- **THE TASK**: Which of the lines below mention the word "Value"? Pull each one out.

- **EXERCISE MATERIALS**:
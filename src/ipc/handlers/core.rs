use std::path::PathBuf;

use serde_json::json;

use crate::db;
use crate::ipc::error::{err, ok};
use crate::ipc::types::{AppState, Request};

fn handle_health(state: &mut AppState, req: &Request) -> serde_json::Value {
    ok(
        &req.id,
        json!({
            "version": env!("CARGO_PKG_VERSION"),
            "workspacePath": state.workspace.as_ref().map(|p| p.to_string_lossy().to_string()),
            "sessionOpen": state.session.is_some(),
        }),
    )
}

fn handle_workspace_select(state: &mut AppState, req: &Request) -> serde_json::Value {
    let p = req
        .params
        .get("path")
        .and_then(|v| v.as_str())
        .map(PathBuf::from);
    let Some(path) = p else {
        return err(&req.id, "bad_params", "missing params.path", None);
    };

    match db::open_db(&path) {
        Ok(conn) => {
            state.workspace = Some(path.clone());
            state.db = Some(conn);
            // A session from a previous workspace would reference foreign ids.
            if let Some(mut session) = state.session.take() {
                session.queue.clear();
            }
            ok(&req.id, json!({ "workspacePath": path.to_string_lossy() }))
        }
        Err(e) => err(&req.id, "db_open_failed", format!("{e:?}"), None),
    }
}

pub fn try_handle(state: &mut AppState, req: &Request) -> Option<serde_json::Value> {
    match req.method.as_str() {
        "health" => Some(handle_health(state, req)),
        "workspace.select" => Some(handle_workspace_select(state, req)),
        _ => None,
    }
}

- **ANSWER TO THE PROBLEM**:
fn handle_health(state: &mut AppState, req: &Request) -> serde_json::Value {
fn handle_workspace_select(state: &mut AppState, req: &Request) -> serde_json::Value {
pub fn try_handle(state: &mut AppState, req: &Request) -> Option<serde_json::Value> {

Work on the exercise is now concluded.